Four complete designs for the TEA-algorithm and a implementation of RC5 were evaluated, in addition to a base-line design with key-search hardware but no cryptographic algorithm. The results are shown in tables 3 and 4.
Tea1 is automatically generated fully-unrolled code generated from the TIGER-language program of appendix A.1. The Synopsys tools were not able to properly handle the large number of temporary variables generated, and so there are no detailed speed or complexity figures for this design.
Tea2 is hand-written code which uses a VHDL for-loop to allow the Synopsys tools to unroll the 32 TEA rounds.
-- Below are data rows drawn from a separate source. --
use super::fixtures::{ids_of, relation, root_tree, table};
use entitygraph::hydrator::{HydrationError, Row, RowView, TreeInflater};
use entitygraph::join_tree::{JoinNodeName, JoinTree, JoinTreeError};
use entitygraph::mapping::{ColumnBinderRegistry, DuplicateKeyFn, RelationFixer, Value};
use entitygraph::query_builder::build_select_query;
use std::sync::Arc;

/// Order -> lines -> product, where the product wiring is keyed by the
/// position of the line it hangs off (looked up on the `lines` node)
fn order_lines_template() -> (JoinTree, JoinNodeName, JoinNodeName) {
    let order = table("Order", &["customerId"]);
    let line = table("LineItem", &["orderId", "productId", "position"]);
    let product = table("Product", &[]);

    let mut template = root_tree(&order);
    let lines = template
        .add_relation_join(
            &JoinNodeName::root(),
            relation(&order, "id", &line, "orderId", RelationFixer::to_collection("lines")),
        )
        .unwrap();

    let lines_node = lines.clone();
    let position = line.find_column("position").unwrap().clone();
    let product_id = product.find_column("id").unwrap().clone();
    let key: DuplicateKeyFn = Arc::new(move |view: &RowView<'_>| {
        Ok(vec![
            view.value_of(&lines_node, &position)?.clone(),
            view.value(&product_id).clone(),
        ])
    });
    let products = template
        .add_relation_join(
            &lines,
            relation(&line, "productId", &product, "id", RelationFixer::to_collection("products"))
                .duplicate_key(key),
        )
        .unwrap();
    (template, lines, products)
}

#[test]
fn test_projected_nodes_keep_names_and_resolve_lookups() {
    let (template, lines, products) = order_lines_template();
    let order_table = Arc::clone(template.root().table());

    let customer = table("Customer", &[]);
    let mut tree = root_tree(&customer);
    let orders = tree
        .add_relation_join(
            &JoinNodeName::root(),
            relation(&customer, "id", &order_table, "customerId", RelationFixer::to_collection("orders")),
        )
        .unwrap();
    template.project_to(&mut tree, &orders).unwrap();

    assert_eq!(tree.len(), 4);
    assert_eq!(tree.depth_of(&lines), Some(2));
    assert_eq!(tree.depth_of(&products), Some(3));

    let mapping = build_select_query(&tree, &ColumnBinderRegistry::default()).unwrap();
    let inflater = TreeInflater::new(&tree, &mapping).unwrap();

    // the same product on two lines at different positions
    let rows = [(10, 0), (11, 1)].map(|(line_id, position)| {
        Row::new()
            .with("Customer_id", 1)
            .with("Order_id", 5)
            .with("Order_customerId", 1)
            .with("LineItem_id", line_id)
            .with("LineItem_orderId", 5)
            .with("LineItem_productId", 7)
            .with("LineItem_position", position)
            .with("Product_id", 7)
    });
    let result = inflater.transform(rows, 1).unwrap();

    let customer = result.iter().next().unwrap().borrow();
    let order = customer.collection("orders").unwrap()[0].borrow();
    let lines = order.collection("lines").unwrap();
    assert_eq!(ids_of(lines), vec![10, 11]);
    for line in lines {
        assert_eq!(ids_of(line.borrow().collection("products").unwrap()), vec![7]);
    }
}

#[test]
fn test_projection_requires_matching_left_column() {
    let (template, _, _) = order_lines_template();

    // anchor table has no `id` column for the lines join to hang off
    let mut holder = entitygraph::mapping::Table::new("Holder");
    holder.add_primary_key("code", entitygraph::mapping::SqlType::Text);
    let holder = holder.into_shared();
    let mut tree = root_tree(&holder);

    assert_eq!(
        template.project_to(&mut tree, &JoinNodeName::root()),
        Err(JoinTreeError::MissingJoinColumn {
            table: "Holder".to_string(),
            column: "id".to_string(),
        })
    );
}

#[test]
fn test_duplicate_key_lookup_of_unknown_node_aborts() {
    let order = table("Order", &[]);
    let line = table("LineItem", &["orderId"]);
    let ghost = JoinNodeName::new("ghost");
    let order_id = order.find_column("id").unwrap().clone();
    let key: DuplicateKeyFn = Arc::new(move |view: &RowView<'_>| {
        Ok(vec![view.value_of(&ghost, &order_id)?.clone()])
    });

    let mut tree = root_tree(&order);
    tree.add_relation_join(
        &JoinNodeName::root(),
        relation(&order, "id", &line, "orderId", RelationFixer::to_collection("lines"))
            .duplicate_key(key),
    )
    .unwrap();
    let mapping = build_select_query(&tree, &ColumnBinderRegistry::default()).unwrap();
    let inflater = TreeInflater::new(&tree, &mapping).unwrap();

    let rows = vec![Row::new()
        .with("Order_id", 1)
        .with("LineItem_id", 2)
        .with("LineItem_orderId", Value::Integer(1))];
    match inflater.transform(rows, 1) {
        Err(HydrationError::UnknownJoinNode { name, known }) => {
            assert_eq!(name, "ghost");
            assert_eq!(known.len(), 2);
            assert!(known.contains(&"ROOT".to_string()));
        }
        other => panic!("unexpected result: {other:?}"),
    }
}

#[test]
fn test_rejected_projection_attaches_nothing() {
    let line = table("Line", &["productId", "tagId"]);
    let product = table("Product", &[]);
    let tag = table("Tag", &[]);
    let mut template = root_tree(&line);
    let product_node = template
        .add_relation_join(
            &JoinNodeName::root(),
            relation(&line, "productId", &product, "id", RelationFixer::to_property("product")),
        )
        .unwrap();
    template
        .add_relation_join(
            &JoinNodeName::root(),
            relation(&line, "tagId", &tag, "id", RelationFixer::to_property("tag")),
        )
        .unwrap();

    // the anchor can carry the product join but not the tag join
    let anchor = table("Line", &["productId"]);
    let mut tree = root_tree(&anchor);
    let before = build_select_query(&tree, &ColumnBinderRegistry::default())
        .unwrap()
        .sql();

    assert!(matches!(
        template.project_to(&mut tree, &JoinNodeName::root()),
        Err(JoinTreeError::MissingJoinColumn { column, .. }) if column == "tagId"
    ));
    assert_eq!(tree.len(), 1);
    assert!(tree.node(&product_node).is_none());
    let after = build_select_query(&tree, &ColumnBinderRegistry::default())
        .unwrap()
        .sql();
    assert_eq!(before, after);
}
The Synopsys tools were able to evaluate the design and give a clock speed estimate, but the design was too large to fit in a single Xilinx XC4010.
Tea3 is hand-written code for an iterative state-machine implementation of TEA, used as a feasibility test for automatic generation of sequential circuits. The resulting design was able to be squeezed into a Xilinx XC4010, with only 10 CLBs to spare.
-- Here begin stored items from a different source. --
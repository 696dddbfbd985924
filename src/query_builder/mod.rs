//! # Query Builder
//!
//! Renders a join tree as one flat select. Every node contributes its
//! selectable columns and one join clause; column aliases are derived from the
//! node's table alias so that the hydrator can read each node's columns back
//! even when a table is joined several times.

mod builder;
pub mod errors;
pub mod select;

pub use builder::{build_select_query, where_root_identifier_in, QueryMapping};
pub use errors::QueryBuildError;
pub use select::{
    ColumnRef, FromClause, JoinClause, PreparedStatement, Query, SelectItem, ToSql, WhereInClause,
};
use super::fixtures::{ids_of, relation, root_tree, table};
use entitygraph::config::LoaderConfig;
use entitygraph::join_tree::{JoinNodeName, JoinTree};
use entitygraph::loader::{
    EntityGraphLoader, ExecutorError, LoadError, RawRow, ResultSet, SqlExecutor,
};
use entitygraph::mapping::{ColumnBinderRegistry, EntityIdentifier, RelationFixer, Value};
use entitygraph::query_builder::PreparedStatement;
use mockall::mock;
use mockall::predicate::function;
use std::sync::Arc;

mock! {
    pub Executor {}

    impl SqlExecutor for Executor {
        fn execute(&self, statement: &PreparedStatement) -> Result<ResultSet, ExecutorError>;
    }
}

fn order_tree() -> Arc<JoinTree> {
    let order = table("Order", &[]);
    let line = table("Line", &["orderId"]);
    let mut tree = root_tree(&order);
    tree.add_relation_join(
        &JoinNodeName::root(),
        relation(&order, "id", &line, "orderId", RelationFixer::to_collection("lines")),
    )
    .unwrap();
    Arc::new(tree)
}

/// Rows an executor would return for the ids bound in the statement: one
/// order with two lines each, cells as text the way some drivers hand them out
fn rows_for(parameters: &[Value]) -> Vec<RawRow> {
    let mut rows = Vec::new();
    for parameter in parameters {
        let order_id = parameter.as_i64().unwrap();
        for line in 0..2 {
            let mut row = RawRow::new();
            row.insert("Order_id".to_string(), Value::Text(order_id.to_string()));
            row.insert("Line_id".to_string(), Value::Integer(order_id * 10 + line));
            row.insert("Line_orderId".to_string(), Value::Integer(order_id));
            rows.push(row);
        }
    }
    rows
}

fn loader(in_operator_max_size: usize) -> EntityGraphLoader {
    let config = LoaderConfig {
        in_operator_max_size,
        log_sql: true,
        ..LoaderConfig::default()
    };
    EntityGraphLoader::new(order_tree(), ColumnBinderRegistry::default(), config).unwrap()
}

#[test]
fn test_driver_rejection_carries_sql() {
    let loader = loader(10);
    let expected_sql = loader.mapping().sql();

    let mut executor = MockExecutor::new();
    executor
        .expect_execute()
        .times(1)
        .returning(|_| Err(ExecutorError::Rejected("syntax error".to_string())));

    let err = loader.select_all(&executor).unwrap_err();
    assert_eq!(
        err,
        LoadError::Execution {
            sql: expected_sql,
            source: ExecutorError::Rejected("syntax error".to_string()),
        }
    );
    assert!(err.to_string().contains("syntax error"));
}

#[test]
fn test_select_by_ids_runs_one_query_per_chunk() {
    let loader = loader(2);

    let mut executor = MockExecutor::new();
    executor
        .expect_execute()
        .with(function(|statement: &PreparedStatement| {
            statement.parameters.len() <= 2 && statement.sql.contains(" IN (")
        }))
        .times(3)
        .returning(|statement| Ok(ResultSet::from_rows(rows_for(&statement.parameters))));

    let ids: Vec<EntityIdentifier> = (1i64..=5).map(EntityIdentifier::single).collect();
    let result = loader.select_by_ids(&executor, &ids).unwrap();

    assert_eq!(ids_of(&result.into_vec()), vec![1, 2, 3, 4, 5]);
}

#[test]
fn test_select_by_ids_wires_children_across_chunks() {
    let loader = loader(1);

    let mut executor = MockExecutor::new();
    executor
        .expect_execute()
        .times(2)
        .returning(|statement| Ok(ResultSet::from_rows(rows_for(&statement.parameters))));

    let ids = [EntityIdentifier::single(4), EntityIdentifier::single(9)];
    let result = loader.select_by_ids(&executor, &ids).unwrap();

    let lines: Vec<Vec<i64>> = result
        .iter()
        .map(|order| ids_of(order.borrow().collection("lines").unwrap()))
        .collect();
    assert_eq!(lines, vec![vec![40, 41], vec![90, 91]]);
}

#[test]
fn test_failure_in_later_chunk_aborts_whole_load() {
    let loader = loader(1);

    let mut executor = MockExecutor::new();
    executor
        .expect_execute()
        .with(function(|statement: &PreparedStatement| {
            statement.parameters == vec![Value::Integer(1)]
        }))
        .returning(|statement| Ok(ResultSet::from_rows(rows_for(&statement.parameters))));
    executor
        .expect_execute()
        .with(function(|statement: &PreparedStatement| {
            statement.parameters == vec![Value::Integer(2)]
        }))
        .returning(|_| Err(ExecutorError::Rejected("timeout".to_string())));

    let ids = [EntityIdentifier::single(1), EntityIdentifier::single(2)];
    assert!(matches!(
        loader.select_by_ids(&executor, &ids),
        Err(LoadError::Execution { source: ExecutorError::Rejected(_), .. })
    ));
}
//! Dynamic beans produced by hydration.
//!
//! An [`Entity`] is a record of scalar properties plus named references and
//! collections to other entities. Beans are shared through [`EntityRef`]
//! handles whose identity is the allocation, not the content: two handles are
//! "the same bean" only if they point at the same cell.

use super::value::{EntityIdentifier, Value};
use std::cell::{BorrowMutError, Ref, RefCell, RefMut};
use std::collections::{BTreeMap, HashSet};
use std::fmt;
use std::rc::{Rc, Weak};

#[derive(Debug, Default)]
pub struct Entity {
    entity_type: String,
    identifier: Option<EntityIdentifier>,
    properties: BTreeMap<String, Value>,
    references: BTreeMap<String, EntityRef>,
    back_references: BTreeMap<String, WeakEntityRef>,
    collections: BTreeMap<String, Vec<EntityRef>>,
}

impl Entity {
    pub fn new(entity_type: impl Into<String>) -> Self {
        Self {
            entity_type: entity_type.into(),
            ..Default::default()
        }
    }

    pub fn with_identifier(mut self, identifier: EntityIdentifier) -> Self {
        self.identifier = Some(identifier);
        self
    }

    pub fn entity_type(&self) -> &str {
        &self.entity_type
    }

    pub fn identifier(&self) -> Option<&EntityIdentifier> {
        self.identifier.as_ref()
    }

    pub fn property(&self, name: &str) -> Option<&Value> {
        self.properties.get(name)
    }

    pub fn set_property(&mut self, name: impl Into<String>, value: Value) {
        self.properties.insert(name.into(), value);
    }

    pub fn properties(&self) -> &BTreeMap<String, Value> {
        &self.properties
    }

    pub fn reference(&self, name: &str) -> Option<&EntityRef> {
        self.references.get(name)
    }

    pub fn set_reference(&mut self, name: impl Into<String>, target: EntityRef) {
        self.references.insert(name.into(), target);
    }

    pub fn back_reference(&self, name: &str) -> Option<EntityRef> {
        self.back_references.get(name).and_then(WeakEntityRef::upgrade)
    }

    pub fn set_back_reference(&mut self, name: impl Into<String>, target: &EntityRef) {
        self.back_references.insert(name.into(), target.downgrade());
    }

    pub fn collection(&self, name: &str) -> Option<&[EntityRef]> {
        self.collections.get(name).map(Vec::as_slice)
    }

    /// Append to a collection, creating it on first use
    pub fn add_to_collection(&mut self, name: &str, element: EntityRef) {
        self.collections
            .entry(name.to_string())
            .or_default()
            .push(element);
    }
}

/// Identity key of a bean: the address of its shared cell
#[derive(Debug, Clone, Copy, PartialEq, Eq, Hash)]
pub struct EntityKey(usize);

/// Shared handle to a bean
#[derive(Clone)]
pub struct EntityRef(Rc<RefCell<Entity>>);

impl EntityRef {
    pub fn new(entity: Entity) -> Self {
        EntityRef(Rc::new(RefCell::new(entity)))
    }

    pub fn key(&self) -> EntityKey {
        EntityKey(Rc::as_ptr(&self.0) as *const () as usize)
    }

    pub fn ptr_eq(&self, other: &EntityRef) -> bool {
        Rc::ptr_eq(&self.0, &other.0)
    }

    pub fn borrow(&self) -> Ref<'_, Entity> {
        self.0.borrow()
    }

    pub fn borrow_mut(&self) -> RefMut<'_, Entity> {
        self.0.borrow_mut()
    }

    pub fn try_borrow_mut(&self) -> Result<RefMut<'_, Entity>, BorrowMutError> {
        self.0.try_borrow_mut()
    }

    pub fn downgrade(&self) -> WeakEntityRef {
        WeakEntityRef(Rc::downgrade(&self.0))
    }

    pub fn entity_type(&self) -> String {
        self.0.borrow().entity_type.clone()
    }

    /// Render the graph reachable from this bean as JSON.
    /// A bean already present on the current path is rendered as `{"$ref": "Type#id"}`.
    pub fn to_json(&self) -> serde_json::Value {
        let mut path = HashSet::new();
        self.to_json_on_path(&mut path)
    }

    fn to_json_on_path(&self, path: &mut HashSet<EntityKey>) -> serde_json::Value {
        let entity = self.0.borrow();
        if !path.insert(self.key()) {
            return serde_json::json!({ "$ref": entity.display_key() });
        }

        let mut object = serde_json::Map::new();
        object.insert(
            "$type".to_string(),
            serde_json::Value::String(entity.entity_type.clone()),
        );
        for (name, value) in &entity.properties {
            object.insert(name.clone(), value.to_json());
        }
        for (name, target) in &entity.references {
            object.insert(name.clone(), target.to_json_on_path(path));
        }
        for (name, target) in &entity.back_references {
            if let Some(target) = target.upgrade() {
                let target = target.borrow();
                object.insert(
                    name.clone(),
                    serde_json::json!({ "$ref": target.display_key() }),
                );
            }
        }
        for (name, elements) in &entity.collections {
            let rendered = elements
                .iter()
                .map(|e| e.to_json_on_path(path))
                .collect();
            object.insert(name.clone(), serde_json::Value::Array(rendered));
        }

        path.remove(&self.key());
        serde_json::Value::Object(object)
    }
}

impl Entity {
    fn display_key(&self) -> String {
        match &self.identifier {
            Some(id) => format!("{}#{}", self.entity_type, id),
            None => self.entity_type.clone(),
        }
    }
}

impl fmt::Debug for EntityRef {
    fn fmt(&self, f: &mut fmt::Formatter<'_>) -> fmt::Result {
        match self.0.try_borrow() {
            Ok(entity) => write!(f, "EntityRef({})", entity.display_key()),
            Err(_) => write!(f, "EntityRef(<borrowed>)"),
        }
    }
}

#[derive(Clone, Debug)]
pub struct WeakEntityRef(Weak<RefCell<Entity>>);

impl WeakEntityRef {
    pub fn upgrade(&self) -> Option<EntityRef> {
        self.0.upgrade().map(EntityRef)
    }
}

/// Insertion-ordered set of beans compared by reference identity.
///
/// Partially hydrated beans have unstable content, so value equality cannot
/// be used to deduplicate them.
#[derive(Debug, Default, Clone)]
pub struct EntitySet {
    keys: HashSet<EntityKey>,
    entities: Vec<EntityRef>,
}

impl EntitySet {
    pub fn with_capacity(capacity: usize) -> Self {
        Self {
            keys: HashSet::with_capacity(capacity),
            entities: Vec::with_capacity(capacity),
        }
    }

    /// Returns false if the bean was already present
    pub fn insert(&mut self, entity: EntityRef) -> bool {
        if self.keys.insert(entity.key()) {
            self.entities.push(entity);
            true
        } else {
            false
        }
    }

    pub fn contains(&self, entity: &EntityRef) -> bool {
        self.keys.contains(&entity.key())
    }

    pub fn len(&self) -> usize {
        self.entities.len()
    }

    pub fn is_empty(&self) -> bool {
        self.entities.is_empty()
    }

    pub fn iter(&self) -> std::slice::Iter<'_, EntityRef> {
        self.entities.iter()
    }

    pub fn into_vec(self) -> Vec<EntityRef> {
        self.entities
    }
}

impl IntoIterator for EntitySet {
    type Item = EntityRef;
    type IntoIter = std::vec::IntoIter<EntityRef>;

    fn into_iter(self) -> Self::IntoIter {
        self.entities.into_iter()
    }
}

impl<'a> IntoIterator for &'a EntitySet {
    type Item = &'a EntityRef;
    type IntoIter = std::slice::Iter<'a, EntityRef>;

    fn into_iter(self) -> Self::IntoIter {
        self.entities.iter()
    }
}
Tea4 is an automatically generated state machine compiled from the same TIGER program as Tea1, with loop unrolling turned off. It also fit into a Xilinx XC4010, barely. Performance is roughly equivalent to Tea3.
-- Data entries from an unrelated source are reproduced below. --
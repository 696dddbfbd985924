//! Row consumers mirroring the join tree one-to-one.

use super::context::{RelationIdentifier, TreatedRelation, TreeInflationContext};
use super::errors::HydrationError;
use super::row::{ColumnDecoder, ColumnValues, Row, RowDecoder};
use crate::join_tree::{JoinKind, JoinNode, JoinNodeName, JoinTree};
use crate::mapping::entity::EntityRef;
use crate::mapping::inflater::{EntityInflater, RowTransformer};
use crate::mapping::relation::{DuplicateKeyFn, JoinRowListener, RelationFixer};
use crate::mapping::table::Column;
use std::sync::Arc;

/// Creates (or fetches) the root bean of a row
pub(crate) struct RootConsumer {
    inflater: Arc<dyn EntityInflater>,
    decoder: ColumnDecoder,
    transformer: Box<dyn RowTransformer>,
}

impl RootConsumer {
    pub(crate) fn build(tree: &JoinTree, row_decoder: &RowDecoder) -> Result<Self, HydrationError> {
        let decoder = row_decoder.decoder_for(tree.root().name())?.clone();
        let inflater = Arc::clone(tree.root_inflater());
        Ok(Self {
            transformer: inflater.row_transformer(decoder.clone()),
            inflater,
            decoder,
        })
    }

    pub(crate) fn consume(
        &self,
        row: &Row,
        context: &mut TreeInflationContext<'_>,
    ) -> Result<Option<EntityRef>, HydrationError> {
        let Some(identifier) = self.inflater.extract_identifier(row, &self.decoder) else {
            return Ok(None);
        };
        context
            .compute_if_absent(self.inflater.entity_type(), &identifier, || {
                self.transformer.transform(row)
            })
            .map(Some)
    }
}

pub(crate) struct RelationConsumer {
    node: JoinNodeName,
    inflater: Arc<dyn EntityInflater>,
    decoder: ColumnDecoder,
    transformer: Box<dyn RowTransformer>,
    fixer: RelationFixer,
    duplicate_key: Option<DuplicateKeyFn>,
}

impl RelationConsumer {
    /// Returns the child bean, `None` when the row carries no child
    fn consume(
        &self,
        row: &Row,
        parent: &EntityRef,
        context: &mut TreeInflationContext<'_>,
    ) -> Result<Option<EntityRef>, HydrationError> {
        let Some(identifier) = self.inflater.extract_identifier(row, &self.decoder) else {
            return Ok(None);
        };
        let entity_type = self.inflater.entity_type();
        let child = context.compute_if_absent(entity_type, &identifier, || {
            self.transformer.transform(row)
        })?;

        let relation = match &self.duplicate_key {
            Some(duplicate_key) => TreatedRelation::Custom {
                node: self.node.clone(),
                key: duplicate_key(&context.row_view(row, &self.decoder))?,
            },
            None => TreatedRelation::Relation(RelationIdentifier::new(
                parent,
                entity_type,
                identifier.clone(),
                self.node.clone(),
            )),
        };
        if context.mark_as_treated(relation) {
            self.fixer.apply(parent, &child);
            log::trace!(
                "Wired {}#{} ({}) on join '{}'",
                entity_type,
                identifier,
                self.fixer.description(),
                self.node
            );
        }
        Ok(Some(child))
    }
}

pub(crate) struct MergeConsumer {
    transformer: Box<dyn RowTransformer>,
}

pub(crate) struct PassiveConsumer {
    columns: Vec<Column>,
    decoder: ColumnDecoder,
    listener: Option<JoinRowListener>,
}

pub(crate) enum Consumer {
    Relation(RelationConsumer),
    Merge(MergeConsumer),
    Passive(PassiveConsumer),
}

pub(crate) struct ConsumerNode {
    pub(crate) consumer: Consumer,
    pub(crate) children: Vec<ConsumerNode>,
}

impl ConsumerNode {
    /// Consumer trees for the children of `node`
    pub(crate) fn build_children(
        tree: &JoinTree,
        node: &JoinNode,
        row_decoder: &RowDecoder,
    ) -> Result<Vec<ConsumerNode>, HydrationError> {
        node.children()
            .iter()
            .filter_map(|child| tree.get(*child))
            .map(|child| Self::build(tree, child, row_decoder))
            .collect()
    }

    fn build(
        tree: &JoinTree,
        node: &JoinNode,
        row_decoder: &RowDecoder,
    ) -> Result<ConsumerNode, HydrationError> {
        let decoder = row_decoder.decoder_for(node.name())?.clone();
        let consumer = match node.kind() {
            JoinKind::Relation(relation) => Consumer::Relation(RelationConsumer {
                node: node.name().clone(),
                inflater: Arc::clone(&relation.inflater),
                transformer: relation.inflater.row_transformer(decoder.clone()),
                decoder,
                fixer: relation.fixer.clone(),
                duplicate_key: relation.duplicate_key.clone(),
            }),
            JoinKind::Merge(merge) => Consumer::Merge(MergeConsumer {
                transformer: merge.merger.row_transformer(decoder),
            }),
            JoinKind::Passive(passive) => Consumer::Passive(PassiveConsumer {
                columns: passive.columns.clone(),
                decoder,
                listener: passive.listener.clone(),
            }),
            JoinKind::Root(_) => {
                return Err(HydrationError::UnsupportedJoin {
                    name: node.name().to_string(),
                    kind: node.kind().label().to_string(),
                })
            }
        };
        Ok(ConsumerNode {
            consumer,
            children: Self::build_children(tree, node, row_decoder)?,
        })
    }

    /// Apply this node to the row; returns the bean its children hang off,
    /// `None` to stop descending this branch
    pub(crate) fn consume(
        &self,
        row: &Row,
        current: EntityRef,
        context: &mut TreeInflationContext<'_>,
    ) -> Result<Option<EntityRef>, HydrationError> {
        match &self.consumer {
            Consumer::Passive(passive) => {
                if let Some(listener) = &passive.listener {
                    let values = ColumnValues::read(&passive.columns, row, &passive.decoder);
                    listener(&current, &values);
                }
                Ok(Some(current))
            }
            Consumer::Merge(merge) => {
                merge.transformer.apply_row_to_bean(row, &current)?;
                Ok(Some(current))
            }
            Consumer::Relation(relation) => relation.consume(row, &current, context),
        }
    }
}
RC5 is an automatically generated state machine compiled from the TIGER program of appendix A.2. The TIGER program needed to be unrolled to eliminate array references, but still uses a iterative state machine in subkey generation. The design does not fit in a Xilinx XC4010.
Algorithm | Code Gen. | Cycles/key | Clock Rate | Keys/s |
Baseline | None | 1 | 18 MHz | -- |
Tea1 | Automatic | 1 | -- | -- |
Tea2 | Manual | 1 | 514 kHz | 514k |
Tea3 | Manual | 34 | 13.5 MHz | 397k |
Tea4 | Automatic | 34 | 10.1 MHz | 297k |
RC5 | Automatic | 5 | -- | -- |
Algorithm | Code Gen. | Total CLBs | 2cXilinx XC4010 CLB Use | |
Baseline | None | 57 | 95/400 | 23% |
Tea1 | Automatic | -- | -- | -- |
Tea2 | Manual | 5814 | -- | -- |
Tea3 | Manual | 2187 | 390/400 | 97% |
Tea4 | Automatic | 364 | 399/400 | 99% |
RC5 | Automatic | -- | -- | -- |
Reflects Synopsys figures before target-specific
optimization and routing.
Reported by the Xilinx tools after successful
place-and-route.